A research group at Rockefeller University recently led an investigation into which specific genes are responsible for controlling this balance between growth and differentiation. They looked at the skin of developing mice and identified which genes were expressed differently in both the differentiation process and epithelial cancer. They identified 87 different genes, but later narrowed their focus to only one of those—a gene called Pex11b.
Inside cells there are many types of organelles, including mitochondria, lysosomes, and peroxisomes, which are essential to cell health. There are many copies of each organelle type in a cell and during mitosis it is important that they are divvied up between both daughter cells. Peroxisomes are important as they carry out a range of metabolic reactions and the Pex11b gene the group identified was found to code for a peroxisomal protein. When the expression of Pex11b was “knocked down”, the peroxisomes could still function, but the skin of the developing mice did not form properly, indicating the importance of Pex11b in differentiation.

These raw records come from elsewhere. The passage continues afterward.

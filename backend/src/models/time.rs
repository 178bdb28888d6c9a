use chrono::{DateTime, Duration, DurationRound, NaiveDate, Timelike, Utc};
use serde::{Deserialize, Serialize};

use crate::error::{AstroError, AstroResult};
use crate::time::julian::validate_datetime;
use crate::time::{
    apply_dut1_offset, apply_leap_second_offset, tai_to_tt, to_julian_date, JulianDate,
    TimeCorrections,
};

/// A UTC instant together with the corrections needed to place it on the
/// TAI, TT and UT1 scales.
#[derive(Debug, Clone, Copy, PartialEq, Serialize, Deserialize)]
pub struct TimeInstant {
    utc: DateTime<Utc>,
    corrections: TimeCorrections,
}

impl TimeInstant {
    /// Unchecked constructor. Computations reject out-of-range instants
    /// through [`Self::validate`].
    pub fn new(utc: DateTime<Utc>, corrections: TimeCorrections) -> Self {
        Self { utc, corrections }
    }

    /// Build an instant, rejecting dates before 1582-10-15 or after year 9999.
    pub fn checked(utc: DateTime<Utc>, corrections: TimeCorrections) -> AstroResult<Self> {
        validate_datetime(&utc)?;
        Ok(Self::new(utc, corrections))
    }

    /// Check that the instant lies in the supported Gregorian range.
    pub fn validate(&self) -> AstroResult<()> {
        validate_datetime(&self.utc)
    }

    /// Build an instant from a Gregorian UTC date and fractional hour.
    pub fn from_calendar(
        year: i32,
        month: u32,
        day: u32,
        hour: f64,
        corrections: TimeCorrections,
    ) -> AstroResult<Self> {
        // validates the Gregorian range and the hour
        to_julian_date(year, month, day, hour)?;
        let midnight = NaiveDate::from_ymd_opt(year, month, day)
            .and_then(|d| d.and_hms_opt(0, 0, 0))
            .ok_or_else(|| {
                AstroError::unsupported_date(format!("{year:04}-{month:02}-{day:02}"))
            })?
            .and_utc();
        let utc = midnight + Duration::microseconds((hour * 3_600e6).round() as i64);
        Ok(Self::new(utc, corrections))
    }

    /// Current wall-clock instant.
    pub fn now(corrections: TimeCorrections) -> Self {
        Self::new(Utc::now(), corrections)
    }

    pub fn utc(&self) -> DateTime<Utc> {
        self.utc
    }

    pub fn corrections(&self) -> &TimeCorrections {
        &self.corrections
    }

    pub fn jd_utc(&self) -> JulianDate {
        JulianDate::from_datetime(&self.utc)
    }

    /// Modified Julian Date on the UTC scale.
    pub fn mjd_utc(&self) -> qtty::Days {
        qtty::Days::new(self.jd_utc().mjd())
    }

    pub fn jd_tai(&self) -> JulianDate {
        apply_leap_second_offset(self.jd_utc(), &self.corrections)
    }

    pub fn jd_tt(&self) -> JulianDate {
        tai_to_tt(self.jd_tai())
    }

    pub fn jd_ut1(&self) -> JulianDate {
        apply_dut1_offset(self.jd_utc(), &self.corrections)
    }

    /// Shift by a number of fractional days, keeping microsecond precision.
    pub fn add_days(&self, days: f64) -> AstroResult<Self> {
        let micros = (days * 86_400e6).round();
        if !micros.is_finite() || micros.abs() > i64::MAX as f64 {
            return Err(AstroError::unsupported_date(format!(
                "cannot shift {} by {days} days",
                self.utc
            )));
        }
        let utc = self
            .utc
            .checked_add_signed(Duration::microseconds(micros as i64))
            .ok_or_else(|| {
                AstroError::unsupported_date(format!(
                    "{} shifted by {days} days leaves the supported range",
                    self.utc
                ))
            })?;
        Self::checked(utc, self.corrections)
    }

    /// The same instant with seconds and sub-seconds dropped.
    pub fn truncated_to_minute(&self) -> Self {
        let utc = self
            .utc
            .duration_trunc(Duration::minutes(1))
            .unwrap_or(self.utc);
        Self::new(utc, self.corrections)
    }

    /// UTC hour and minute, minutes truncated rather than rounded.
    pub fn hour_minute(&self) -> (u32, u32) {
        (self.utc.hour(), self.utc.minute())
    }
}
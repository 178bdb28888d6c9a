pub mod coordinates;
pub mod frame;
pub mod location;
pub mod lunar;
pub mod macros;
pub mod separation;
pub mod time;
pub mod visibility;

pub use coordinates::*;
pub use frame::*;
pub use location::*;
pub use lunar::*;
pub use macros::{ObjectId, ObservationId, SessionId};
pub use separation::*;
pub use time::*;
pub use visibility::*;
mod support;

use chrono::{FixedOffset, NaiveDate, Utc};
use obslog_astro::config::EngineConfig;
use obslog_astro::models::{ObjectId, ObservationId, SessionId};
use obslog_astro::routes::constellations::{parse_constellation_lines, project_segments};
use obslog_astro::routes::objects::{build_objects_table, CatalogObject};
use obslog_astro::routes::observations::{build_observation_rows, ObservationRecord};
use obslog_astro::routes::sessions::{build_session_rows, session_moon, ObservingSession};
use obslog_astro::services::VisibilityEngine;
use support::{bonn, bonn_at};

fn catalog() -> Vec<CatalogObject> {
    vec![
        CatalogObject {
            id: ObjectId::new(1),
            name: "M42".to_string(),
            ra_hours: Some(5.588_139),
            dec_deg: Some(-5.391_111),
            comments: "Orion Nebula".to_string(),
        },
        CatalogObject {
            id: ObjectId::new(2),
            name: "Comet".to_string(),
            ra_hours: None,
            dec_deg: None,
            comments: String::new(),
        },
    ]
}

#[test]
fn test_objects_table_json_shape() {
    let cet = FixedOffset::east_opt(3600).unwrap();
    let table = build_objects_table(
        &VisibilityEngine::default(),
        &bonn_at(2024, 1, 15, 21, 0),
        &catalog(),
        &cet,
    );

    let json = serde_json::to_value(&table).unwrap();
    let rows = json["rows"].as_array().unwrap();
    assert_eq!(rows.len(), 2);
    assert_eq!(rows[0]["name"], "M42");
    assert_eq!(rows[0]["ra"], "5.588139");
    assert_eq!(rows[0]["dec"], "-5.391111");
    assert_eq!(rows[0]["visibility"]["status"], "available");
    assert_eq!(rows[0]["visibility"]["rise_set"]["kind"], "normal");
    assert_eq!(rows[1]["visibility"]["status"], "unavailable");
    assert_eq!(rows[1]["transit"], "");
    assert_eq!(rows[0]["id"], 1);

    // M42 is near the meridian on a January evening
    let markers = json["markers"].as_array().unwrap();
    assert_eq!(markers.len(), 1);
    assert_eq!(markers[0]["label"], "M42");
    assert!(markers[0]["altitude"].as_f64().unwrap() > 25.0);
}

#[test]
fn test_session_to_observation_flow() {
    let config = EngineConfig::default();
    let date = NaiveDate::from_ymd_opt(2024, 1, 25).unwrap();
    let moon = session_moon(&bonn(), date, &Utc, config.corrections().unwrap()).unwrap();

    let sessions = build_session_rows(
        &[ObservingSession {
            id: SessionId::new(10),
            name: "Full Moon night".to_string(),
            start_date: date,
            moon: Some(moon),
            comments: String::new(),
        }],
        &config.warnings,
    );
    assert!(sessions[0].illumination_warning);

    // Regulus sits a few degrees from the full Moon on this night,
    // Vega is far away
    let records = [
        ObservationRecord {
            id: ObservationId::new(1),
            session_id: SessionId::new(10),
            object_name: "Regulus".to_string(),
            object_ra_hours: Some(10.139_5),
            object_dec_deg: Some(11.967),
            moon: Some(moon),
        },
        ObservationRecord {
            id: ObservationId::new(2),
            session_id: SessionId::new(10),
            object_name: "Vega".to_string(),
            object_ra_hours: Some(18.615_6),
            object_dec_deg: Some(38.783_7),
            moon: Some(moon),
        },
    ];
    let rows = build_observation_rows(&records, &config.warnings);
    assert!(rows[0].separation_warning);
    assert!(!rows[1].separation_warning);

    let json = serde_json::to_value(&rows[0]).unwrap();
    assert_eq!(json["separation"]["kind"], "degrees");
    assert!(json["separation"]["value"].as_f64().unwrap() < 60.0);
}

#[test]
fn test_constellation_segments_serialize() {
    let lines = parse_constellation_lines("Ori,88.79,7.41,81.28,6.35\n");
    let segments = project_segments(&bonn_at(2024, 1, 15, 21, 0), &lines);
    let json = serde_json::to_value(&segments).unwrap();
    assert_eq!(json[0]["name"], "Ori");
    assert!(json[0]["start"]["altitude"].as_f64().unwrap() > 0.0);
    assert!(json[0]["start"]["azimuth"].as_f64().is_some());
}
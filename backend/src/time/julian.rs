//! Gregorian calendar ⇄ Julian Date.
//!
//! Conversions follow Meeus, *Astronomical Algorithms*, chapter 7. Dates before
//! the Gregorian reform (1582-10-15) are rejected rather than silently mapped
//! onto the Julian calendar.

use chrono::{DateTime, Datelike, NaiveDate, Utc};
use serde::{Deserialize, Serialize};

use crate::error::{AstroError, AstroResult};

/// Julian Date of the J2000.0 epoch (2000-01-01 12:00 TT).
pub const J2000_JD: f64 = 2_451_545.0;

/// Julian Date of the Unix epoch (1970-01-01 00:00 UTC).
pub const UNIX_EPOCH_JD: f64 = 2_440_587.5;

/// Offset between Julian Date and Modified Julian Date.
pub const MJD_OFFSET: f64 = 2_400_000.5;

/// Days in a Julian century.
pub const DAYS_PER_JULIAN_CENTURY: f64 = 36_525.0;

pub const SECONDS_PER_DAY: f64 = 86_400.0;

/// First day of the Gregorian calendar.
const GREGORIAN_START: (i32, u32, u32) = (1582, 10, 15);

/// Last year representable by the civil-time layer.
const LAST_SUPPORTED_YEAR: i32 = 9999;

/// Julian Date as a plain day count.
#[derive(Debug, Clone, Copy, PartialEq, PartialOrd, Serialize, Deserialize)]
pub struct JulianDate(f64);

impl JulianDate {
    pub const J2000: JulianDate = JulianDate(J2000_JD);

    pub fn new(value: f64) -> Self {
        Self(value)
    }

    pub fn value(&self) -> f64 {
        self.0
    }

    /// Modified Julian Date value.
    pub fn mjd(&self) -> f64 {
        self.0 - MJD_OFFSET
    }

    /// Julian centuries elapsed since J2000.0.
    pub fn centuries_since_j2000(&self) -> f64 {
        (self.0 - J2000_JD) / DAYS_PER_JULIAN_CENTURY
    }

    /// Shift by a number of (fractional) days.
    pub fn add_days(&self, days: f64) -> Self {
        Self(self.0 + days)
    }

    /// Shift by a number of SI seconds.
    pub fn add_seconds(&self, seconds: f64) -> Self {
        Self(self.0 + seconds / SECONDS_PER_DAY)
    }

    /// Julian Date of a UTC timestamp.
    pub fn from_datetime(dt: &DateTime<Utc>) -> Self {
        let secs = dt.timestamp() as f64 + dt.timestamp_subsec_nanos() as f64 / 1e9;
        Self(UNIX_EPOCH_JD + secs / SECONDS_PER_DAY)
    }

    /// UTC timestamp of this Julian Date, rounded to the microsecond.
    pub fn to_datetime(&self) -> AstroResult<DateTime<Utc>> {
        let micros = ((self.0 - UNIX_EPOCH_JD) * SECONDS_PER_DAY * 1e6).round();
        if !micros.is_finite() || micros.abs() > i64::MAX as f64 {
            return Err(AstroError::unsupported_date(format!(
                "Julian Date {} cannot be represented as a civil timestamp",
                self.0
            )));
        }
        DateTime::from_timestamp_micros(micros as i64).ok_or_else(|| {
            AstroError::unsupported_date(format!(
                "Julian Date {} is outside the supported civil range",
                self.0
            ))
        })
    }
}

impl From<f64> for JulianDate {
    fn from(v: f64) -> Self {
        JulianDate::new(v)
    }
}

/// Calendar date with a fractional hour of day, as produced by
/// [`from_julian_date`].
#[derive(Debug, Clone, Copy, PartialEq)]
pub struct CalendarDate {
    pub year: i32,
    pub month: u32,
    pub day: u32,
    pub hour: f64,
}

/// Julian Date of a Gregorian calendar date and fractional hour of day.
///
/// # Errors
/// Returns [`AstroError::UnsupportedDate`] for dates before 1582-10-15, after
/// year 9999, for days that do not exist in the given month, and for hours
/// outside `[0, 24)`.
pub fn to_julian_date(year: i32, month: u32, day: u32, hour: f64) -> AstroResult<JulianDate> {
    validate_calendar(year, month, day, hour)?;

    let (mut y, mut m) = (year as f64, month as f64);
    if month <= 2 {
        y -= 1.0;
        m += 12.0;
    }
    let a = (y / 100.0).floor();
    let b = 2.0 - a + (a / 4.0).floor();

    let jd = (365.25 * (y + 4716.0)).floor() + (30.6001 * (m + 1.0)).floor() + day as f64 + b
        - 1524.5
        + hour / 24.0;

    Ok(JulianDate::new(jd))
}

/// Gregorian calendar date of a Julian Date.
pub fn from_julian_date(jd: JulianDate) -> CalendarDate {
    let shifted = jd.value() + 0.5;
    let z = shifted.floor();
    let f = shifted - z;

    let alpha = ((z - 1_867_216.25) / 36_524.25).floor();
    let a = z + 1.0 + alpha - (alpha / 4.0).floor();
    let b = a + 1524.0;
    let c = ((b - 122.1) / 365.25).floor();
    let d = (365.25 * c).floor();
    let e = ((b - d) / 30.6001).floor();

    let day_fraction = b - d - (30.6001 * e).floor() + f;
    let day = day_fraction.floor();
    let month = if e < 14.0 { e - 1.0 } else { e - 13.0 };
    let year = if month > 2.0 { c - 4716.0 } else { c - 4715.0 };

    CalendarDate {
        year: year as i32,
        month: month as u32,
        day: day as u32,
        hour: (day_fraction - day) * 24.0,
    }
}

/// Reject timestamps outside the supported Gregorian range.
pub(crate) fn validate_datetime(dt: &DateTime<Utc>) -> AstroResult<()> {
    validate_calendar(dt.year(), dt.month(), dt.day(), 0.0)
}

fn validate_calendar(year: i32, month: u32, day: u32, hour: f64) -> AstroResult<()> {
    if NaiveDate::from_ymd_opt(year, month, day).is_none() {
        return Err(AstroError::unsupported_date(format!(
            "{year:04}-{month:02}-{day:02} is not a valid calendar date"
        )));
    }
    if (year, month, day) < GREGORIAN_START {
        return Err(AstroError::unsupported_date(format!(
            "{year:04}-{month:02}-{day:02} precedes the Gregorian calendar"
        )));
    }
    if year > LAST_SUPPORTED_YEAR {
        return Err(AstroError::unsupported_date(format!(
            "year {year} is beyond {LAST_SUPPORTED_YEAR}"
        )));
    }
    if !(0.0..24.0).contains(&hour) {
        return Err(AstroError::unsupported_date(format!(
            "hour {hour} is outside [0, 24)"
        )));
    }
    Ok(())
}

The researchers then looked specifically at the process of mitosis. Normally, replicated chromosomes are pulled apart by structures called spindle fibers, and the peroxisomes cluster around the ends of these spindle fibers. However, when Pex11b was knocked down the peroxisomes did not cluster and did not segregate evenly between daughter cells. In addition, the alignment of the spindle fibres was abnormal and cell division took much longer. Finally, the researchers used a special technique to induce a change in peroxisome positioning in normal cells, which had the same effect as knocking down Pex11b.
From this the researchers concluded that the position of peroxisomes, and probably other organelles, is important in regulating mitosis. They think that this is particularly important in the asymmetric cell division in skin, causing abnormal skin development in mice when it is disrupted.
Asare, A., Levorse, J., & Fuchs, E. (2017). Coupling organelle inheritance with mitosis to balance growth and differentiation. Science, 355(6324), eaah4701.